TASK GOAL: For this exercise, reproduce the entries below exactly, but only from the line containing "repository b3df8956c3bb0ada" through the line containing "fails only the", both included.

Records from a dataset

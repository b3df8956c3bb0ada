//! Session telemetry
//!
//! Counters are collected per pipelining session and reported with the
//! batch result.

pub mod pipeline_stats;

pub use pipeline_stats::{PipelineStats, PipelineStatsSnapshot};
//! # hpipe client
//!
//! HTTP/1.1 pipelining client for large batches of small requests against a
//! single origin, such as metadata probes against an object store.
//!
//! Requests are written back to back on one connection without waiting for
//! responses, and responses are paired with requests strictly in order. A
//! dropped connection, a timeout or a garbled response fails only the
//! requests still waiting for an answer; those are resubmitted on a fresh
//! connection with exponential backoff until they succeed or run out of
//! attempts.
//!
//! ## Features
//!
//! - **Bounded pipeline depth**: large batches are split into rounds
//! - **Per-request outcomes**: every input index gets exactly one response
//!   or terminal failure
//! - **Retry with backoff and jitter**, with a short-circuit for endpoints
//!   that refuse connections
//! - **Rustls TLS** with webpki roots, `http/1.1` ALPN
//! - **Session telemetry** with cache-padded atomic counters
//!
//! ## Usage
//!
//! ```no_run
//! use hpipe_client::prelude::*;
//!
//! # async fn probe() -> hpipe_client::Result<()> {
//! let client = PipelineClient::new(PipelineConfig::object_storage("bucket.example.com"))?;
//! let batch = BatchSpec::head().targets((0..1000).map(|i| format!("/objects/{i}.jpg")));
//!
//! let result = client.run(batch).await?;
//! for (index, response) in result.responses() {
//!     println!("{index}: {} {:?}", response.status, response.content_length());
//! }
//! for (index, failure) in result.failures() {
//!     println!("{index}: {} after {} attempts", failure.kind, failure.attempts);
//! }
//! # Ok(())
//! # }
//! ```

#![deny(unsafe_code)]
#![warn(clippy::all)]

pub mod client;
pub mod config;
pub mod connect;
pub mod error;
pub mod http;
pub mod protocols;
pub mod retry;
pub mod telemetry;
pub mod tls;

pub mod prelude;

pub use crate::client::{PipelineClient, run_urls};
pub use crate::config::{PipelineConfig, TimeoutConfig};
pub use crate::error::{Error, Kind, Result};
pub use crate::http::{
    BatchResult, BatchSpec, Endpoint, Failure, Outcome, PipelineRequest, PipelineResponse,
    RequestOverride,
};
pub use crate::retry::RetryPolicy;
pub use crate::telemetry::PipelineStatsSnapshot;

* * *

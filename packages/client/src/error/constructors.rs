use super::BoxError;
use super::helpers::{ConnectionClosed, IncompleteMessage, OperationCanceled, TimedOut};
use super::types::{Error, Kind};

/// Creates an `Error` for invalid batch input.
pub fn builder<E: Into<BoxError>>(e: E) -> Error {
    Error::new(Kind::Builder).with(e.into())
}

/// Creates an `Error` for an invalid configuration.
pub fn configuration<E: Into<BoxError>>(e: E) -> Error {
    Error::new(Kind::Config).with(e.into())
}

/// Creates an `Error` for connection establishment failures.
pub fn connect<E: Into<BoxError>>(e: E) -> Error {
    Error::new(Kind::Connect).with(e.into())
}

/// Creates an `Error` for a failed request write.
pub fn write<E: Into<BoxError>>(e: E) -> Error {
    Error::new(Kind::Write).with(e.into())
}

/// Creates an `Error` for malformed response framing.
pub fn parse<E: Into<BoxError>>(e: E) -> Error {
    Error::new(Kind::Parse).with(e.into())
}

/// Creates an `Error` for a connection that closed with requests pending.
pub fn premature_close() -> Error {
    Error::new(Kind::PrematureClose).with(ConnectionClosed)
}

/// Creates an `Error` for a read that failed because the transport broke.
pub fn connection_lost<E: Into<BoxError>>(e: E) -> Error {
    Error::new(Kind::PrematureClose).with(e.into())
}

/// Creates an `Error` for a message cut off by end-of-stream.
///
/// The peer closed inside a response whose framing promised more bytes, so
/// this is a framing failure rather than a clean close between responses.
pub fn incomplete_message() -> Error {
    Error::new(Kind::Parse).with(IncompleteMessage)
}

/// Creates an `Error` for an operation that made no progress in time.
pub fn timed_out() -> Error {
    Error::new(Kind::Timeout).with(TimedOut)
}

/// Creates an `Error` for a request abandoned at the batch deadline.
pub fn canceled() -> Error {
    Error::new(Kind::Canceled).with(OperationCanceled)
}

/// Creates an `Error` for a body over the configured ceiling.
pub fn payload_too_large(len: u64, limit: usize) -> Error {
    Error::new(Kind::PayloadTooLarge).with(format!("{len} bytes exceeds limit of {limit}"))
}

THE COMPLETED TASK:
repository b3df8956c3bb0ada
//! Session telemetry
//!
//! Counters are collected per pipelining session and reported with the
//! batch result.

pub mod pipeline_stats;

pub use pipeline_stats::{PipelineStats, PipelineStatsSnapshot};
//! # hpipe client
//!
//! HTTP/1.1 pipelining client for large batches of small requests against a
//! single origin, such as metadata probes against an object store.
//!
//! Requests are written back to back on one connection without waiting for
//! responses, and responses are paired with requests strictly in order. A
//! dropped connection, a timeout or a garbled response fails only the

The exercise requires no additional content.